How to complete this task — Count the lines below containing "escaped". Number only.

=== Begin Enclosure ===

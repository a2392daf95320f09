/*!
# Field Name Handling

Helpers for dotted field paths:

- **Escaping**: nested field paths such as `user.address.$0` are flattened into a single
  identifier that is safe in the execution engine's query language (`user$address$$0`)
- **Method chains**: trailing invocation segments such as `.length()` are not part of the
  field path and must survive rewriting untouched
*/

use regex::Regex;
use std::sync::OnceLock;

fn method_call_pattern() -> &'static Regex {
    static PATTERN: OnceLock<Regex> = OnceLock::new();
    PATTERN.get_or_init(|| {
        Regex::new(r"^[a-z][a-zA-Z]*\(.*\)$").expect("method call pattern is a valid regex")
    })
}

/// Escape a dotted field path into a single engine-safe identifier.
///
/// ```
/// use eventql::eventql::sql::field::escape_name;
///
/// assert_eq!(escape_name("hoge.pos"), "hoge$pos");
/// assert_eq!(escape_name("hoge.0"), "hoge$$0");
/// assert_eq!(escape_name("hoge.$0"), "hoge$$0");
/// assert_eq!(escape_name("user-agent"), "user_agent");
/// ```
pub fn escape_name(name: &str) -> String {
    name.split('.')
        .map(|segment| {
            if !segment.is_empty() && segment.bytes().all(|b| b.is_ascii_digit()) {
                format!("${}", segment)
            } else {
                segment.to_string()
            }
        })
        .collect::<Vec<_>>()
        .join("$")
        .chars()
        .map(|c| {
            if c == '$' || c == '_' || c.is_ascii_alphanumeric() {
                c
            } else {
                '_'
            }
        })
        .collect()
}

/// Reverse of [`escape_name`] for names that only used `[$_a-zA-Z0-9]`.
///
/// Container indexes come back in their canonical `$n` form.
pub fn unescape_name(escaped: &str) -> String {
    escaped.replace("$$", ".\u{0}").replace('$', ".").replace('\u{0}', "$")
}

/// Split a path on `.` separators that are outside parentheses and quotes.
pub fn split_segments(path: &str) -> Vec<&str> {
    let mut segments = Vec::new();
    let mut depth = 0usize;
    let mut quote: Option<char> = None;
    let mut start = 0;

    for (i, c) in path.char_indices() {
        match (quote, c) {
            (Some(q), c) if c == q => quote = None,
            (Some(_), _) => {}
            (None, '\'' | '"') => quote = Some(c),
            (None, '(') => depth += 1,
            (None, ')') => depth = depth.saturating_sub(1),
            (None, '.') if depth == 0 => {
                segments.push(&path[start..i]);
                start = i + 1;
            }
            _ => {}
        }
    }
    segments.push(&path[start..]);
    segments
}

/// Whether a path segment is a method invocation: lowercase-initial name followed by a
/// parenthesized (possibly empty) argument list.
pub fn is_method_call(segment: &str) -> bool {
    method_call_pattern().is_match(segment)
}

/// Separate the trailing run of method-invocation segments from a field path.
///
/// Returns the field body (segments joined with `.`) and the invocation segments in
/// their original order.
///
/// ```
/// use eventql::eventql::sql::field::split_method_chain;
///
/// let (body, methods) = split_method_chain("opts.num.$0.length()");
/// assert_eq!(body, "opts.num.$0");
/// assert_eq!(methods, vec!["length()"]);
/// ```
pub fn split_method_chain(path: &str) -> (String, Vec<String>) {
    let mut segments = split_segments(path);
    let mut methods = Vec::new();
    while let Some(last) = segments.last() {
        if !is_method_call(last) {
            break;
        }
        methods.insert(0, last.to_string());
        segments.pop();
    }
    (segments.join("."), methods)
}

=== End Enclosure ===

Response for this exercise — 2